What the task asks:
Only some lines are wanted. Transcribe, exactly, the lines below from the line with "let (text, truncated)" up to and including the line with "fn drop_oldest(&mut self)".

>>>

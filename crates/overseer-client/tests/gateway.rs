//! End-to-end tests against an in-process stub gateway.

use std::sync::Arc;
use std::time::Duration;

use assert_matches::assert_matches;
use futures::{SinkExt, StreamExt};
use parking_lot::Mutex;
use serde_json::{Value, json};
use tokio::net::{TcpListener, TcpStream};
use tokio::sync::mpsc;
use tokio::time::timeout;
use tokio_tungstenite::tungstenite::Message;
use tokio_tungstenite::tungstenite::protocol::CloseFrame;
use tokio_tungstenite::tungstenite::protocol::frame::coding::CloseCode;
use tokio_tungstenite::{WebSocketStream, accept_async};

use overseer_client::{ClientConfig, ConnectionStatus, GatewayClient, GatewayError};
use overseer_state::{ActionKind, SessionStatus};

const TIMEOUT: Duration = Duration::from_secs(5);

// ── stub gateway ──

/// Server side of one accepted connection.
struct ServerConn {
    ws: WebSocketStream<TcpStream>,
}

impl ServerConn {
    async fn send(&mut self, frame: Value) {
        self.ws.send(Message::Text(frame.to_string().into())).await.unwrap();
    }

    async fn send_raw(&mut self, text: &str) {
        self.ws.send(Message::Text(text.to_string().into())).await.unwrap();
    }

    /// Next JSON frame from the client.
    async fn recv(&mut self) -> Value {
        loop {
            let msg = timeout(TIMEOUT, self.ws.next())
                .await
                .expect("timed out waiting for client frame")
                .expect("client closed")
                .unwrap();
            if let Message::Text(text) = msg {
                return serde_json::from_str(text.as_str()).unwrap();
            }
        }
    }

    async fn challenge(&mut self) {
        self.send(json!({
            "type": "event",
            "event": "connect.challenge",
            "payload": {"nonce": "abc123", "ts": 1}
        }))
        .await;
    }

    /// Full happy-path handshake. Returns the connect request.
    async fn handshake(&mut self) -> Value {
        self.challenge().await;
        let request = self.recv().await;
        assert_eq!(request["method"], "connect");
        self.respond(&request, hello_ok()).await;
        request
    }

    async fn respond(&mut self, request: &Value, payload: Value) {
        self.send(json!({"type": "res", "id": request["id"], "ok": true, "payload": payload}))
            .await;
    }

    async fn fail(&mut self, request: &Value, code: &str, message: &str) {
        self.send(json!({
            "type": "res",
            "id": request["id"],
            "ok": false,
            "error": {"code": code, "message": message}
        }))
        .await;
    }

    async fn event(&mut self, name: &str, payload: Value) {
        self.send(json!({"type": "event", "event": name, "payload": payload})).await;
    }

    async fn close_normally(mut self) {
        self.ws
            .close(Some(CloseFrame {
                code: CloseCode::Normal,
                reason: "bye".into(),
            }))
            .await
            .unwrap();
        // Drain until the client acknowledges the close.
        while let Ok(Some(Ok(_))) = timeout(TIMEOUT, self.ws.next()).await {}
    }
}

<<<
>>>

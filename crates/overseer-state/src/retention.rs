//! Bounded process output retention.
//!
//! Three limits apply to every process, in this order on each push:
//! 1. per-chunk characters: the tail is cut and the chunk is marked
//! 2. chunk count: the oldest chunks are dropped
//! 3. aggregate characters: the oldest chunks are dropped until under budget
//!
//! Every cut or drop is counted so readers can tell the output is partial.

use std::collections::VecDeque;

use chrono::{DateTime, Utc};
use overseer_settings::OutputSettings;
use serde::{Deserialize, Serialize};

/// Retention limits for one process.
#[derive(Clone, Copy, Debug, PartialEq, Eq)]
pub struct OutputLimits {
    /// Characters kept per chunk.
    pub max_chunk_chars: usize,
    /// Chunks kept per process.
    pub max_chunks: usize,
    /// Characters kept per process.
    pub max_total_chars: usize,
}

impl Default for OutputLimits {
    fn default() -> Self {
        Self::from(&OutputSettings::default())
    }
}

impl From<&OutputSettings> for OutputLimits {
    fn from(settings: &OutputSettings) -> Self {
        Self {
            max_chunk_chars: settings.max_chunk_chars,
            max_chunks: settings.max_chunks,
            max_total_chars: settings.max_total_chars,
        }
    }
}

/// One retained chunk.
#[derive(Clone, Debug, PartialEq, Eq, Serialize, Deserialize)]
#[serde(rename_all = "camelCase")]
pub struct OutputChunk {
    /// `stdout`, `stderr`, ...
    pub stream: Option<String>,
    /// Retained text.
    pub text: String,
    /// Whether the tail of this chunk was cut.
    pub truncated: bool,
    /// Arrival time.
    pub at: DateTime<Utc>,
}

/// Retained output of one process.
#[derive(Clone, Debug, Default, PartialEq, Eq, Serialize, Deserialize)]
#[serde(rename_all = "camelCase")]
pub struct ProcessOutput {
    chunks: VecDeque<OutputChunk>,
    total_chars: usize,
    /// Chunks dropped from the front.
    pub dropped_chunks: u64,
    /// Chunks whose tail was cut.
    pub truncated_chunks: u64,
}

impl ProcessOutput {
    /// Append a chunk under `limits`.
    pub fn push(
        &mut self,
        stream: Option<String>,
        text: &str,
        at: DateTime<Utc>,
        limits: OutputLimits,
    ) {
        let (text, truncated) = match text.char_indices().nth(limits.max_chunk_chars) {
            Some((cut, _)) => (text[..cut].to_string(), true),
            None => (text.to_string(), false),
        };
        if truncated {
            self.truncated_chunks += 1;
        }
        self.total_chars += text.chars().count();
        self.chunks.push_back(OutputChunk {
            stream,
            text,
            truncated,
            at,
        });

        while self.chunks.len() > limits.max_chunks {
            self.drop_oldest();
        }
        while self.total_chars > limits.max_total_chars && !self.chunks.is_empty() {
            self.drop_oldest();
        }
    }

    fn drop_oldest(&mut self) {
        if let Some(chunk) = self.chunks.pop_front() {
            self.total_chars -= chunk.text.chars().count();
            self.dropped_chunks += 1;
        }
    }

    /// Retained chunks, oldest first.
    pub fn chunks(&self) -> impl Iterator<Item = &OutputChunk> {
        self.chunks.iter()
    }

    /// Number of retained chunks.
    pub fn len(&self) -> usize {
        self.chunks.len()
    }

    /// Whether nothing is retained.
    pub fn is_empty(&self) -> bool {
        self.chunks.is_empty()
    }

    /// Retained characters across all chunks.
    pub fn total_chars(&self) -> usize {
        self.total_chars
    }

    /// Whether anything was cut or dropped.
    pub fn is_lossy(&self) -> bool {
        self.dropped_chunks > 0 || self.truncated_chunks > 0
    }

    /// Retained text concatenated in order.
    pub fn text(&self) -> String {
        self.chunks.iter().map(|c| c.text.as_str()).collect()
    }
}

<<<

Reply:
        let (text, truncated) = match text.char_indices().nth(limits.max_chunk_chars) {
            Some((cut, _)) => (text[..cut].to_string(), true),
            None => (text.to_string(), false),
        };
        if truncated {
            self.truncated_chunks += 1;
        }
        self.total_chars += text.chars().count();
        self.chunks.push_back(OutputChunk {
            stream,
            text,
            truncated,
            at,
        });

        while self.chunks.len() > limits.max_chunks {
            self.drop_oldest();
        }
        while self.total_chars > limits.max_total_chars && !self.chunks.is_empty() {
            self.drop_oldest();
        }
    }

    fn drop_oldest(&mut self) {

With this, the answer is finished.